I didn’t have to change the world to get the most I could from it, after all.
Yeah… yeah! I jumped back to my hooves, suddenly feeling a lot clearer on the whole mess, as all that extra weight just seemed to melt away. What did I care if all these ponies went mental over me? I was tough; I could outlast and outrun all of ‘em! I could get what I wanted, no matter what they tried! I was gonna be huge! One day, I’d have my name up in the sky!
…Wait. What was…?
I was still staring at the moon, now almost halfway into the sky. That’s why I noticed it; right in the middle of its face, there was a… I couldn’t tell, really. Some sort of pattern?
This was weird. I mean, the Mare in the Moon was the only ‘moon pattern’ I’d ever noticed, and that had disappeared when Luna returned! What was going on now?

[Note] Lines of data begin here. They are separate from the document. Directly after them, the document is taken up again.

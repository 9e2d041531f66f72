//! Markdown → document tree, built from pulldown-cmark events.
//!
//! Adjacent text events and soft breaks are merged into one text node, so
//! a term is found even when the parser splits the run. Code, HTML,
//! images, math, and similar constructs become opaque nodes.

use linkweave_types::Node;
use pulldown_cmark::{CodeBlockKind, Event, Options, Parser, Tag};

/// Markdown parser producing [`Node`] trees
pub struct MarkdownParser {
    options: Options,
}

enum Frame {
    Container {
        kind: &'static str,
        children: Vec<Node>,
    },
    Link {
        url: String,
        title: Option<String>,
        children: Vec<Node>,
    },
    /// Collects raw text for an opaque node; `collect` is false for
    /// images, whose value is their source URL
    Literal {
        kind: &'static str,
        value: String,
        collect: bool,
    },
}

impl Frame {
    fn container(kind: &'static str) -> Self {
        Frame::Container {
            kind,
            children: Vec::new(),
        }
    }

    fn into_node(self) -> Node {
        match self {
            Frame::Container { kind, children } => Node::container(kind, children),
            Frame::Link {
                url,
                title,
                children,
            } => Node::link(url, title, children),
            Frame::Literal { kind, value, .. } => Node::opaque(kind, value),
        }
    }
}

impl MarkdownParser {
    pub fn new() -> Self {
        let mut options = Options::empty();
        options.insert(Options::ENABLE_TABLES);
        options.insert(Options::ENABLE_FOOTNOTES);
        options.insert(Options::ENABLE_STRIKETHROUGH);
        options.insert(Options::ENABLE_TASKLISTS);
        options.insert(Options::ENABLE_HEADING_ATTRIBUTES);

        Self { options }
    }

    /// Parse a markdown body (without front-matter) into the children of
    /// a document root
    pub fn parse(&self, markdown: &str) -> Vec<Node> {
        let mut stack: Vec<Frame> = vec![Frame::container("root")];

        for event in Parser::new_ext(markdown, self.options) {
            match event {
                Event::Start(tag) => stack.push(frame_for(tag)),
                Event::End(_) => {
                    if stack.len() > 1 {
                        if let Some(frame) = stack.pop() {
                            push_node(&mut stack, frame.into_node());
                        }
                    }
                }
                Event::Text(text) => push_text(&mut stack, &text),
                Event::SoftBreak => push_text(&mut stack, "\n"),
                Event::HardBreak => push_node(&mut stack, Node::opaque("break", "")),
                Event::Code(code) => push_node(&mut stack, Node::opaque("inlineCode", code.to_string())),
                Event::Html(html) | Event::InlineHtml(html) => {
                    if let Some(Frame::Literal { value, collect: true, .. }) = stack.last_mut() {
                        value.push_str(&html);
                    } else {
                        push_node(&mut stack, Node::opaque("html", html.to_string()));
                    }
                }
                Event::InlineMath(math) => push_node(&mut stack, Node::opaque("inlineMath", math.to_string())),
                Event::DisplayMath(math) => push_node(&mut stack, Node::opaque("math", math.to_string())),
                Event::FootnoteReference(label) => {
                    push_node(&mut stack, Node::opaque("footnoteReference", label.to_string()))
                }
                Event::Rule => push_node(&mut stack, Node::opaque("thematicBreak", "")),
                Event::TaskListMarker(checked) => push_node(
                    &mut stack,
                    Node::opaque("taskListMarker", if checked { "x" } else { " " }),
                ),
            }
        }

        // Unbalanced input cannot come out of pulldown-cmark, but fold any
        // leftovers rather than dropping them
        while stack.len() > 1 {
            if let Some(frame) = stack.pop() {
                push_node(&mut stack, frame.into_node());
            }
        }

        match stack.pop() {
            Some(Frame::Container { children, .. }) => children,
            _ => Vec::new(),
        }
    }
}

impl Default for MarkdownParser {
    fn default() -> Self {
        Self::new()
    }
}

/// Parse with the default options
pub fn parse_markdown(markdown: &str) -> Vec<Node> {
    MarkdownParser::new().parse(markdown)
}

fn frame_for(tag: Tag<'_>) -> Frame {
    match tag {
        Tag::Link {
            dest_url, title, ..
        } => Frame::Link {
            url: dest_url.to_string(),
            title: Some(title.to_string()).filter(|t| !t.is_empty()),
            children: Vec::new(),
        },
        Tag::Image { dest_url, .. } => Frame::Literal {
            kind: "image",
            value: dest_url.to_string(),
            collect: false,
        },
        Tag::CodeBlock(kind) => Frame::Literal {
            kind: match kind {
                CodeBlockKind::Fenced(_) => "code",
                CodeBlockKind::Indented => "indentedCode",
            },
            value: String::new(),
            collect: true,
        },
        Tag::HtmlBlock => Frame::Literal {
            kind: "html",
            value: String::new(),
            collect: true,
        },
        Tag::MetadataBlock(_) => Frame::Literal {
            kind: "yaml",
            value: String::new(),
            collect: true,
        },
        Tag::Paragraph => Frame::container("paragraph"),
        Tag::Heading { .. } => Frame::container("heading"),
        Tag::BlockQuote(_) => Frame::container("blockquote"),
        Tag::List(_) => Frame::container("list"),
        Tag::Item => Frame::container("listItem"),
        Tag::FootnoteDefinition(_) => Frame::container("footnoteDefinition"),
        Tag::Table(_) => Frame::container("table"),
        Tag::TableHead => Frame::container("tableHead"),
        Tag::TableRow => Frame::container("tableRow"),
        Tag::TableCell => Frame::container("tableCell"),
        Tag::Emphasis => Frame::container("emphasis"),
        Tag::Strong => Frame::container("strong"),
        Tag::Strikethrough => Frame::container("delete"),
        #[allow(unreachable_patterns)]
        _ => Frame::container("container"),
    }
}

fn push_text(stack: &mut [Frame], text: &str) {
    let Some(frame) = stack.last_mut() else {
        return;
    };
    let children = match frame {
        Frame::Literal { value, collect, .. } => {
            if *collect {
                value.push_str(text);
            }
            return;
        }
        Frame::Container { children, .. } | Frame::Link { children, .. } => children,
    };

    if let Some(Node::Text(last)) = children.last_mut() {
        last.value.push_str(text);
    } else {
        children.push(Node::text(text));
    }
}

fn push_node(stack: &mut [Frame], node: Node) {
    match stack.last_mut() {
        Some(Frame::Container { children, .. }) | Some(Frame::Link { children, .. }) => {
            children.push(node)
        }
        // Nodes inside an image's alt text or a code block are not kept
        Some(Frame::Literal { .. }) | None => {}
    }
}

As the moon slowly rose higher over the trees, I could see more of the shape. It looked like… a cloud?
Then underneath it… something else, some straight lines reaching downwards before zig-zagging to the side…
Oh Luna, no.
Finally, the moon cleared the forest completely, and I could see it in full; a big, puffy cloud, with a lightning bolt blasting out of it, separated into different, presumably multi-coloured sections.
It was an exact match for the one on my flank.
My jaw must have hit the floor, because the grass was tickling my chin. I shut my mouth before I swallowed any insects (or small birds), and glared up at that circle in the sky.
Great. Now my cutie mark was slapped on the freaking moon. I’ve seen some grand gestures in my time, but that one? That really took the cake.
What was that supposed to show, anyway? Besides being great publicity, I mean. What, the pattern on my flank, on the moon? Was Luna trying to say… that I should… moon?…
I decided I was reading too much into this. Like, way too much. It was probably best to just pretend it never happened.
Ugh, wonderful. I was feeling so inspired and happy and stuff a minute ago! Now this happens, and I’m back to square one! Snarling in anger, I kicked out at the boulder behind me.
That was funny. Rocks don’t normally go ‘clang’.
I turned to look at it a little closer. Now that the moon was up, I could see it a lot better… Y’know, for a boulder, it was surprisingly square. And metallic. And… sink-like.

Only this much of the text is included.